UN ÉVÉNEMENT SPORTIF SEMBLABLE AUX AUTRES, POUR AUTANT QUE LE JOURNALIST­E SE FOCALISE SUR CE QU’IL SE PASSE DANS LE STADE

- LIONEL PITTET @lionel_pittet

Grâce à l’or de Mutaz Essa Barshim en saut en hauteur et au bronze d’Abderrahma­n Samba sur 400 mètres haies, le Qatar a pris le 16e rang du tableau des médailles des récents Championna­ts du monde d’athlétisme organisés à Doha.

Pas si mal pour un pays dont il fut écrit pendant dix jours qu’il n’avait aucune culture de ce sport. C’est en tout cas beaucoup mieux que sa 128e place actuelle au classement mondial de la liberté de la presse, édicté par Reporters sans frontières. Avant de prendre l’avion pour couvrir l’événement, je me demandais donc quelles conditions de travail m’attendaien­t.

Si vous envisagez un séjour dans ce petit Etat du Golfe pour, par exemple, visiter le somptueux Musée d’art islamique, un passeport suisse valable trois mois suffira. Les journalist­es étrangers qui prévoient un reportage sur le territoire doivent par contre passer par la «Qatar News Agency», à laquelle il s’agit de transmettr­e une certaine somme de renseignem­ents au minimum vingt jours avant leur départ: copies des pièces d’identité, numéros de vols, compositio­n de l’équipe, matériel emporté, lieux de reportage prévus, nature de la mission, documents attestant de prises de rendez-vous, etc.

SIMPLIFICA­TION DES FORMALITÉS

La liste exhaustive figure notamment sur le site web de l’ambassade de France à Doha, qui prévient: «Dans le cadre de ses déplacemen­ts, le journalist­e devra se limiter à la couverture de l’événement pour lequel l’accès lui a été conféré et ne devra en aucun cas, sans autorisati­on préalable […], tourner d’autres sujets en extérieur ou interroger des résidents dans la rue.» Lorsque l’on est habitué à faire à peu près ce que l’on veut, quand on veut, y compris à l’improviste, cela peut surprendre…
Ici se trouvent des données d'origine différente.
//! SeaORM implementation of CheckoutRepository
//!
//! The `owner_confirmation` column is the optimistic-concurrency check for
//! every resolution: owner actions, the timeout sweep and agent decisions
//! all write through conditional updates, and a settlement lands inside one
//! database transaction together with the decision record and the rental's
//! completion.

use async_trait::async_trait;
use chrono::{DateTime, Utc};
use log::debug;
use sea_orm::prelude::Expr;
use sea_orm::{
    ActiveModelTrait, ColumnTrait, DatabaseConnection, DatabaseTransaction, EntityTrait,
    QueryFilter, QueryOrder, Set, SqlErr, TransactionError, TransactionTrait,
};
use uuid::Uuid;

use super::{db_err, parse_amount_opt};
use crate::domain::checkout::{
    Checkout, CheckoutKind, CheckoutRepository, CheckoutStatus, OwnerConfirmation,
    SettlementWrite,
};
use crate::domain::rent_request::RentRequestStatus;
use crate::domain::{DomainError, DomainResult};
use crate::infrastructure::database::entities::{agent_decision, checkout, rent_request};

pub struct SeaOrmCheckoutRepository {
    db: DatabaseConnection,
}

impl SeaOrmCheckoutRepository {
    pub fn new(db: DatabaseConnection) -> Self {
        Self { db }
    }
}

pub(crate) fn model_to_domain(m: checkout::Model) -> Checkout {
    Checkout {
        id: m.id,
        rent_request_id: m.rent_request_id,
        kind: CheckoutKind::from_str(&m.kind).unwrap_or(CheckoutKind::Normal),
        status: CheckoutStatus::from_str(&m.status),
        owner_confirmation: OwnerConfirmation::from_str(&m.owner_confirmation),
        reason: m.reason,
        owner_notes: m.owner_notes,
        deposit_return_percent: parse_amount_opt(&m.deposit_return_percent),
        final_refund_amount: parse_amount_opt(&m.final_refund_amount),
        final_payout_amount: parse_amount_opt(&m.final_payout_amount),
        refund_purchase_id: m.refund_purchase_id,
        payout_purchase_id: m.payout_purchase_id,
        transaction_ref: m.transaction_ref,
        requested_at: m.requested_at,
        resolved_at: m.resolved_at,
    }
}

/// AlreadyResolved/NotFound error for a conditional update that matched no
/// row, built from the row's canonical current state.
async fn stale_state_error(
    db: &DatabaseTransaction,
    id: Uuid,
) -> DomainError {
    match checkout::Entity::find_by_id(id).one(db).await {
        Ok(Some(m)) => DomainError::AlreadyResolved(format!(
            "checkout {} is '{}' with owner confirmation '{}'",
            id, m.status, m.owner_confirmation
        )),
        Ok(None) => DomainError::NotFound {
            entity: "Checkout",
            field: "id",
            value: id.to_string(),
        },
        Err(e) => db_err(e),
    }
}

#[async_trait]
impl CheckoutRepository for SeaOrmCheckoutRepository {
    async fn save(&self, c: Checkout) -> DomainResult<()> {
        debug!("Saving checkout: {}", c.id);

        let rent_request_id = c.rent_request_id;
        let model = checkout::ActiveModel {
            id: Set(c.id),
            rent_request_id: Set(c.rent_request_id),
            kind: Set(c.kind.as_str().to_string()),
            status: Set(c.status.as_str().to_string()),
            owner_confirmation: Set(c.owner_confirmation.as_str().to_string()),
            reason: Set(c.reason),
            owner_notes: Set(c.owner_notes),
            deposit_return_percent: Set(c.deposit_return_percent.map(|d| d.to_string())),
            final_refund_amount: Set(c.final_refund_amount.map(|d| d.to_string())),
            final_payout_amount: Set(c.final_payout_amount.map(|d| d.to_string())),
            refund_purchase_id: Set(c.refund_purchase_id),
            payout_purchase_id: Set(c.payout_purchase_id),
            transaction_ref: Set(c.transaction_ref),
            requested_at: Set(c.requested_at),
            resolved_at: Set(c.resolved_at),
        };
        model.insert(&self.db).await.map_err(|e| {
            // the unique index on rent_request_id enforces one checkout per rental
            match e.sql_err() {
                Some(SqlErr::UniqueConstraintViolation(_)) => {
                    DomainError::CheckoutExists(rent_request_id)
                }
                _ => db_err(e),
            }
        })?;
        Ok(())
    }

    async fn find_by_id(&self, id: Uuid) -> DomainResult<Option<Checkout>> {
        let model = checkout::Entity::find_by_id(id)
            .one(&self.db)
            .await
            .map_err(db_err)?;
        Ok(model.map(model_to_domain))
    }

    async fn find_by_rent_request(
        &self,
        rent_request_id: Uuid,
    ) -> DomainResult<Option<Checkout>> {
        let model = checkout::Entity::find()
            .filter(checkout::Column::RentRequestId.eq(rent_request_id))
            .one(&self.db)
            .await
            .map_err(db_err)?;
        Ok(model.map(model_to_domain))
    }

    async fn find_overdue(&self, cutoff: DateTime<Utc>) -> DomainResult<Vec<Checkout>> {
        let models = checkout::Entity::find()
            .filter(checkout::Column::OwnerConfirmation.eq(OwnerConfirmation::Pending.as_str()))
            .filter(checkout::Column::Status.ne(CheckoutStatus::Completed.as_str()))
            .filter(checkout::Column::RequestedAt.lte(cutoff))
            .all(&self.db)
            .await
            .map_err(db_err)?;
        Ok(models.into_iter().map(model_to_domain).collect())
    }

    async fn find_awaiting_decision(&self) -> DomainResult<Vec<Checkout>> {
        let models = checkout::Entity::find()
            .filter(checkout::Column::OwnerConfirmation.is_in([
                OwnerConfirmation::Rejected.as_str(),
                OwnerConfirmation::NotRequired.as_str(),
            ]))
            .filter(checkout::Column::Status.ne(CheckoutStatus::Completed.as_str()))
            .order_by_asc(checkout::Column::RequestedAt)
            .all(&self.db)
            .await
            .map_err(db_err)?;
        Ok(models.into_iter().map(model_to_domain).collect())
    }

    async fn resolve_owner_confirmation(
        &self,
        id: Uuid,
        to: OwnerConfirmation,
        owner_notes: Option<String>,
    ) -> DomainResult<Checkout> {
        debug!("Checkout {} owner confirmation -> {}", id, to);

        let status = match to {
            OwnerConfirmation::Confirmed => Some(CheckoutStatus::Confirmed),
            OwnerConfirmation::AutoConfirmed => Some(CheckoutStatus::AutoConfirmed),
            _ => None,
        };

        let mut update = checkout::Entity::update_many()
            .col_expr(
                checkout::Column::OwnerConfirmation,
                Expr::value(to.as_str()),
            )
            .filter(checkout::Column::Id.eq(id))
            .filter(checkout::Column::OwnerConfirmation.eq(OwnerConfirmation::Pending.as_str()))
            .filter(checkout::Column::Status.ne(CheckoutStatus::Completed.as_str()));
        if let Some(status) = status {
            update = update.col_expr(checkout::Column::Status, Expr::value(status.as_str()));
        }
        if let Some(notes) = owner_notes {
            update = update.col_expr(checkout::Column::OwnerNotes, Expr::value(notes));
        }

        let result = update.exec(&self.db).await.map_err(db_err)?;
        if result.rows_affected == 0 {
            let current = checkout::Entity::find_by_id(id)
                .one(&self.db)
                .await
                .map_err(db_err)?;
            return match current {
                Some(m) => Err(DomainError::AlreadyResolved(format!(
                    "checkout {} owner confirmation is '{}'",
                    id, m.owner_confirmation
                ))),
                None => Err(DomainError::NotFound {
                    entity: "Checkout",
                    field: "id",
                    value: id.to_string(),
                }),
            };
        }

        let updated = checkout::Entity::find_by_id(id)
            .one(&self.db)
            .await
            .map_err(db_err)?
            .ok_or(DomainError::NotFound {
                entity: "Checkout",
                field: "id",
                value: id.to_string(),
            })?;
        Ok(model_to_domain(updated))
    }

    async fn settle(&self, write: SettlementWrite) -> DomainResult<Checkout> {
        debug!("Settling checkout: {}", write.checkout_id);

        let result = self
            .db
            .transaction::<_, checkout::Model, DomainError>(move |txn| {
                Box::pin(async move {
                    let mut update = checkout::Entity::update_many()
                        .col_expr(
                            checkout::Column::Status,
                            Expr::value(CheckoutStatus::Completed.as_str()),
                        )
                        .col_expr(
                            checkout::Column::OwnerConfirmation,
                            Expr::value(write.confirmation.as_str()),
                        )
                        .col_expr(
                            checkout::Column::DepositReturnPercent,
                            Expr::value(Some(write.breakdown.deposit_return_percent.to_string())),
                        )
                        .col_expr(
                            checkout::Column::FinalRefundAmount,
                            Expr::value(Some(write.breakdown.total_refund().to_string())),
                        )
                        .col_expr(
                            checkout::Column::FinalPayoutAmount,
                            Expr::value(Some(write.breakdown.total_payout().to_string())),
                        )
                        .col_expr(
                            checkout::Column::RefundPurchaseId,
                            Expr::value(Some(write.refund_purchase_id)),
                        )
                        .col_expr(
                            checkout::Column::PayoutPurchaseId,
                            Expr::value(Some(write.payout_purchase_id)),
                        )
                        .col_expr(
                            checkout::Column::ResolvedAt,
                            Expr::value(Some(write.resolved_at)),
                        )
                        .filter(checkout::Column::Id.eq(write.checkout_id))
                        .filter(
                            checkout::Column::OwnerConfirmation
                                .eq(write.expected_confirmation.as_str()),
                        )
                        .filter(
                            checkout::Column::Status.ne(CheckoutStatus::Completed.as_str()),
                        );
                    if let Some(notes) = write.owner_notes.clone() {
                        update = update.col_expr(checkout::Column::OwnerNotes, Expr::value(notes));
                    }

                    let outcome = update.exec(txn).await.map_err(db_err)?;
                    if outcome.rows_affected == 0 {
                        return Err(stale_state_error(txn, write.checkout_id).await);
                    }

                    if let Some(decision) = write.decision {
                        let model = agent_decision::ActiveModel {
                            id: Set(decision.id),
                            checkout_id: Set(decision.checkout_id),
                            decided_by: Set(decision.decided_by),
                            decided_at: Set(decision.decided_at),
                            deposit_return_percent: Set(decision
                                .deposit_return_percent
                                .to_string()),
                            rent_returned: Set(decision.rent_returned),
                            notes: Set(decision.notes),
                        };
                        model.insert(txn).await.map_err(db_err)?;
                    }

                    let settled = checkout::Entity::find_by_id(write.checkout_id)
                        .one(txn)
                        .await
                        .map_err(db_err)?
                        .ok_or(DomainError::NotFound {
                            entity: "Checkout",
                            field: "id",
                            value: write.checkout_id.to_string(),
                        })?;

                    // the settled checkout also completes its rental
                    rent_request::Entity::update_many()
                        .col_expr(
                            rent_request::Column::Status,
                            Expr::value(RentRequestStatus::Completed.as_str()),
                        )
                        .col_expr(rent_request::Column::UpdatedAt, Expr::value(Utc::now()))
                        .filter(rent_request::Column::Id.eq(settled.rent_request_id))
                        .filter(
                            rent_request::Column::Status.eq(RentRequestStatus::Paid.as_str()),
                        )
                        .exec(txn)
                        .await
                        .map_err(db_err)?;

                    Ok(settled)
                })
            })
            .await;

        match result {
            Ok(model) => Ok(model_to_domain(model)),
            Err(TransactionError::Connection(e)) => Err(db_err(e)),
            Err(TransactionError::Transaction(e)) => Err(e),
        }
    }
}
//! # Stayvia Rent Lifecycle Service
//!
//! Server-side implementation of the rent lifecycle and checkout settlement
//! workflow for the Stayvia property-rental marketplace.
//!
//! ## Architecture
//!
//! The project follows Clean Architecture principles:
//!
//! - **domain**: Core business entities, state transitions, settlement arithmetic and traits
//! - **application**: Services orchestrating transitions, the timeout sweep and the event bus
//! - **infrastructure**: External concerns (database, in-memory storage, JWT validation)
//! - **interfaces**: REST API with Swagger documentation
//! - **shared**: Pagination, validation helpers and shutdown coordination

pub mod application;
pub mod config;
pub mod domain;
pub mod infrastructure;
pub mod interfaces;
pub mod shared;

pub use config::{default_config_path, AppConfig};

// Re-export database types for easy access
pub use infrastructure::database::{init_database, DatabaseConfig};
pub use infrastructure::database::repositories::SeaOrmRepositoryProvider;
pub use infrastructure::memory::InMemoryRepositoryProvider;

// Re-export API router
pub use interfaces::http::create_api_router;

// Re-export events
pub use application::events::{create_event_bus, EventBus, SharedEventBus};
pub use domain::events::Event;
//! Checkout and agent-decision repository interfaces

use async_trait::async_trait;
use chrono::{DateTime, Utc};
use uuid::Uuid;

use super::model::{AgentDecision, Checkout, OwnerConfirmation, SettlementWrite};
use crate::domain::DomainResult;

#[async_trait]
pub trait CheckoutRepository: Send + Sync {
    /// Save a new checkout.
    ///
    /// Fails with `CheckoutExists` when the rental already has one
    /// (at-most-one-checkout-per-rental invariant, backed by a unique
    /// constraint on `rent_request_id`).
    async fn save(&self, checkout: Checkout) -> DomainResult<()>;

    /// Find checkout by ID
    async fn find_by_id(&self, id: Uuid) -> DomainResult<Option<Checkout>>;

    /// Find the checkout for a rental, if any
    async fn find_by_rent_request(&self, rent_request_id: Uuid) -> DomainResult<Option<Checkout>>;

    /// Checkouts still awaiting the owner whose `requested_at` is at or
    /// before `cutoff` (sweep input)
    async fn find_overdue(&self, cutoff: DateTime<Utc>) -> DomainResult<Vec<Checkout>>;

    /// Checkouts eligible for an agent decision (agent queue)
    async fn find_awaiting_decision(&self) -> DomainResult<Vec<Checkout>>;

    /// Atomically move `owner_confirmation` out of `pending`.
    ///
    /// The state check and the write are one operation; the second of two
    /// racing resolutions fails with `AlreadyResolved` and never overwrites
    /// the first. Returns the updated checkout.
    async fn resolve_owner_confirmation(
        &self,
        id: Uuid,
        to: OwnerConfirmation,
        owner_notes: Option<String>,
    ) -> DomainResult<Checkout>;

    /// Apply a settlement resolution in a single transaction.
    ///
    /// Conditional on `write.expected_confirmation` and on the checkout not
    /// being settled yet; persists the settlement fields, the final
    /// confirmation, the agent decision (when present) and completes the
    /// associated rent request. Partial writes are impossible: a failure
    /// anywhere rolls the whole resolution back.
    async fn settle(&self, write: SettlementWrite) -> DomainResult<Checkout>;
}

#[async_trait]
pub trait AgentDecisionRepository: Send + Sync {
    /// Find the decision recorded for a checkout, if any
    async fn find_by_checkout(&self, checkout_id: Uuid) -> DomainResult<Option<AgentDecision>>;
}
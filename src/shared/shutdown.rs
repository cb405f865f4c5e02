//! Graceful shutdown handling
//!
//! Provides a shutdown signal that listens for SIGTERM and SIGINT and allows
//! coordinated shutdown of the HTTP server and background tasks.

use std::sync::atomic::{AtomicBool, Ordering};
use std::sync::Arc;

use log::info;
use tokio::sync::broadcast;

/// Shutdown signal that can be cloned and shared across tasks
#[derive(Clone)]
pub struct ShutdownSignal {
    /// Broadcast sender for shutdown notification
    sender: broadcast::Sender<()>,
    /// Flag indicating if shutdown has been triggered
    triggered: Arc<AtomicBool>,
}

impl ShutdownSignal {
    pub fn new() -> Self {
        let (sender, _) = broadcast::channel(1);
        Self {
            sender,
            triggered: Arc::new(AtomicBool::new(false)),
        }
    }

    /// Subscribe to receive shutdown notification
    pub fn subscribe(&self) -> broadcast::Receiver<()> {
        self.sender.subscribe()
    }

    /// Check if shutdown has been triggered
    pub fn is_triggered(&self) -> bool {
        self.triggered.load(Ordering::SeqCst)
    }

    /// Trigger shutdown
    pub fn trigger(&self) {
        if !self.triggered.swap(true, Ordering::SeqCst) {
            info!("Shutdown signal triggered");
            let _ = self.sender.send(());
        }
    }

    /// Wait for shutdown signal
    pub async fn wait(&self) {
        if self.is_triggered() {
            return;
        }
        let mut rx = self.subscribe();
        let _ = rx.recv().await;
    }

    /// Create a future that resolves when shutdown is triggered
    pub fn notified(&self) -> ShutdownNotified {
        ShutdownNotified {
            receiver: self.subscribe(),
            triggered: self.triggered.clone(),
        }
    }
}

impl Default for ShutdownSignal {
    fn default() -> Self {
        Self::new()
    }
}

/// A future that resolves when shutdown is triggered
pub struct ShutdownNotified {
    receiver: broadcast::Receiver<()>,
    triggered: Arc<AtomicBool>,
}

impl ShutdownNotified {
    pub async fn wait(mut self) {
        if self.triggered.load(Ordering::SeqCst) {
            return;
        }
        let _ = self.receiver.recv().await;
    }
}

/// Listen for shutdown signals (SIGTERM, SIGINT) and trigger the shutdown signal
pub async fn listen_for_shutdown_signals(shutdown: ShutdownSignal) {
    #[cfg(unix)]
    {
        use tokio::signal::unix::{signal, SignalKind};

        let mut sigterm = signal(SignalKind::terminate()).expect("Failed to install SIGTERM handler");
        let mut sigint = signal(SignalKind::interrupt()).expect("Failed to install SIGINT handler");

        tokio::select! {
            _ = sigterm.recv() => {
                info!("Received SIGTERM signal");
            }
            _ = sigint.recv() => {
                info!("Received SIGINT signal (Ctrl+C)");
            }
        }

        shutdown.trigger();
    }

    #[cfg(not(unix))]
    {
        use tokio::signal::ctrl_c;

        ctrl_c().await.expect("Failed to install Ctrl+C handler");
        info!("Received Ctrl+C signal");
        shutdown.trigger();
    }
}

/// Graceful shutdown coordinator
///
/// Manages the shutdown process ensuring all components are properly closed
pub struct ShutdownCoordinator {
    signal: ShutdownSignal,
    /// Timeout for graceful shutdown (in seconds)
    timeout_secs: u64,
}

impl ShutdownCoordinator {
    pub fn new(timeout_secs: u64) -> Self {
        Self {
            signal: ShutdownSignal::new(),
            timeout_secs,
        }
    }

    /// Get the shutdown signal for sharing with components
    pub fn signal(&self) -> ShutdownSignal {
        self.signal.clone()
    }

    /// Start listening for shutdown signals in the background
    pub fn start_signal_listener(&self) {
        let signal = self.signal.clone();
        tokio::spawn(async move {
            listen_for_shutdown_signals(signal).await;
        });
    }

    /// Perform graceful shutdown with custom cleanup logic
    pub async fn shutdown_with_cleanup<F, Fut>(&self, cleanup: F) -> bool
    where
        F: FnOnce() -> Fut,
        Fut: std::future::Future<Output = ()>,
    {
        self.signal.wait().await;

        info!(
            "Starting graceful shutdown (timeout: {}s)...",
            self.timeout_secs
        );

        match tokio::time::timeout(
            tokio::time::Duration::from_secs(self.timeout_secs),
            cleanup(),
        )
        .await
        {
            Ok(()) => {
                info!("Graceful shutdown completed");
                true
            }
            Err(_) => {
                log::warn!("Graceful shutdown timed out after {}s", self.timeout_secs);
                false
            }
        }
    }
}

impl Default for ShutdownCoordinator {
    fn default() -> Self {
        Self::new(30)
    }
}
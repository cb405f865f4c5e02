pub mod model;
pub mod repository;

pub use model::{
    AgentDecision, Checkout, CheckoutKind, CheckoutStatus, OwnerConfirmation, SettlementWrite,
};
pub use repository::{AgentDecisionRepository, CheckoutRepository};
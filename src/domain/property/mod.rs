pub mod model;
pub mod repository;

pub use model::Property;
pub use repository::PropertyRepository;
//! Agent console handlers

use std::sync::Arc;

use axum::extract::State;
use axum::http::StatusCode;
use axum::{Extension, Json};

use crate::application::services::CheckoutService;
use crate::interfaces::http::common::{domain_error, ApiResponse};
use crate::interfaces::http::middleware::AuthenticatedUser;
use crate::interfaces::http::modules::checkouts::dto::CheckoutDto;

/// Application state for agent console handlers.
#[derive(Clone)]
pub struct AdminAppState {
    pub checkouts: Arc<CheckoutService>,
}

#[utoipa::path(
    get,
    path = "/api/v1/admin/checkouts",
    tag = "Agent Console",
    security(("bearer_auth" = [])),
    responses(
        (status = 200, description = "Checkouts awaiting an agent decision, oldest first", body = ApiResponse<Vec<CheckoutDto>>),
        (status = 403, description = "Actor is not a support agent")
    )
)]
pub async fn list_decision_queue(
    State(state): State<AdminAppState>,
    Extension(user): Extension<AuthenticatedUser>,
) -> Result<Json<ApiResponse<Vec<CheckoutDto>>>, (StatusCode, Json<ApiResponse<Vec<CheckoutDto>>>)>
{
    let checkouts = state
        .checkouts
        .list_awaiting_decision(user.role)
        .await
        .map_err(domain_error)?;

    let dtos: Vec<CheckoutDto> = checkouts.iter().map(CheckoutDto::from).collect();
    Ok(Json(ApiResponse::success(dtos)))
}
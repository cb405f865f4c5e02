pub mod crypto;
pub mod database;
pub mod memory;

pub use database::{init_database, DatabaseConfig};
pub use memory::InMemoryRepositoryProvider;
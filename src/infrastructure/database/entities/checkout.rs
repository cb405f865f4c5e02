//! Checkout entity

use sea_orm::entity::prelude::*;
use serde::{Deserialize, Serialize};

#[derive(Clone, Debug, PartialEq, DeriveEntityModel, Serialize, Deserialize)]
#[sea_orm(table_name = "checkouts")]
pub struct Model {
    #[sea_orm(primary_key, auto_increment = false)]
    pub id: Uuid,

    /// 1:1 with the active rental (unique index)
    #[sea_orm(unique)]
    pub rent_request_id: Uuid,

    /// Kind: normal, early_release
    pub kind: String,

    /// Status: pending, confirmed, auto_confirmed, completed
    pub status: String,

    /// Owner confirmation: not_required, pending, confirmed, rejected,
    /// auto_confirmed
    pub owner_confirmation: String,

    #[sea_orm(nullable)]
    pub reason: Option<String>,

    #[sea_orm(nullable)]
    pub owner_notes: Option<String>,

    /// Decimal string in [0,100], set when resolved
    #[sea_orm(nullable)]
    pub deposit_return_percent: Option<String>,

    /// Decimal string, set when resolved
    #[sea_orm(nullable)]
    pub final_refund_amount: Option<String>,

    /// Decimal string, set when resolved
    #[sea_orm(nullable)]
    pub final_payout_amount: Option<String>,

    #[sea_orm(nullable)]
    pub refund_purchase_id: Option<Uuid>,

    #[sea_orm(nullable)]
    pub payout_purchase_id: Option<Uuid>,

    #[sea_orm(nullable)]
    pub transaction_ref: Option<String>,

    pub requested_at: DateTimeUtc,

    #[sea_orm(nullable)]
    pub resolved_at: Option<DateTimeUtc>,
}

#[derive(Copy, Clone, Debug, EnumIter, DeriveRelation)]
pub enum Relation {
    #[sea_orm(
        belongs_to = "super::rent_request::Entity",
        from = "Column::RentRequestId",
        to = "super::rent_request::Column::Id"
    )]
    RentRequest,
    #[sea_orm(has_many = "super::agent_decision::Entity")]
    AgentDecisions,
}

impl Related<super::rent_request::Entity> for Entity {
    fn to() -> RelationDef {
        Relation::RentRequest.def()
    }
}

impl Related<super::agent_decision::Entity> for Entity {
    fn to() -> RelationDef {
        Relation::AgentDecisions.def()
    }
}

impl ActiveModelBehavior for ActiveModel {}
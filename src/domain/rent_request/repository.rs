//! Rent request repository interface

use async_trait::async_trait;
use uuid::Uuid;

use super::model::{RentRequest, RentRequestStatus};
use crate::domain::DomainResult;
use crate::shared::pagination::PaginatedResult;

#[async_trait]
pub trait RentRequestRepository: Send + Sync {
    /// Save a new rent request
    async fn save(&self, request: RentRequest) -> DomainResult<()>;

    /// Find rent request by ID
    async fn find_by_id(&self, id: Uuid) -> DomainResult<Option<RentRequest>>;

    /// Paginated list of requests made by a renter, newest first
    async fn list_for_renter(
        &self,
        renter_id: Uuid,
        page: u64,
        limit: u64,
    ) -> DomainResult<PaginatedResult<RentRequest>>;

    /// Paginated list of requests received by a property owner, newest first
    async fn list_for_owner(
        &self,
        owner_id: Uuid,
        page: u64,
        limit: u64,
    ) -> DomainResult<PaginatedResult<RentRequest>>;

    /// Atomically move a request from `from` to `to`.
    ///
    /// The status check and the write are one operation, so concurrent
    /// actors racing on the same row cannot both win. Fails with
    /// `InvalidTransition` carrying the canonical current status when the
    /// row is no longer in `from`.
    async fn transition(
        &self,
        id: Uuid,
        from: RentRequestStatus,
        to: RentRequestStatus,
        action: &'static str,
    ) -> DomainResult<RentRequest>;
}
pub mod model;
pub mod repository;

pub use model::{RentRequest, RentRequestStatus};
pub use repository::RentRequestRepository;
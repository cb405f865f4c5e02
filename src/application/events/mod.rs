pub mod event_bus;

pub use event_bus::{create_event_bus, EventBus, EventSubscriber, SharedEventBus};
pub mod admin;
pub mod checkouts;
pub mod health;
pub mod rent_requests;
Mais les grandes compétitio­ns sportives internatio­nales restent un monde à part. Elles attirent les journalist­es du monde entier par centaines, et nécessiten­t en conséquenc­e une simplifica­tion temporaire des formalités d’accès. C’était le cas au Qatar comme ailleurs. Les fédération­s nationales d’athlétisme, par lesquelles transitaie­nt les demandes d’accréditat­ion média, devaient juste s’assurer qu’elles traitaient bien avec des journalist­es sportifs intéressés à couvrir les Mondiaux, et pas avec des profession­nels saisissant l’opportunit­é d’y allerdans un tout autre objectif. Je n’y ai pas coupé, mais un rapide coup d’oeil à mes articles a convaincu Swiss Athletics de me donner le feu vert, sans que personne ne s’inquiète à aucun moment de mes pistes de sujets.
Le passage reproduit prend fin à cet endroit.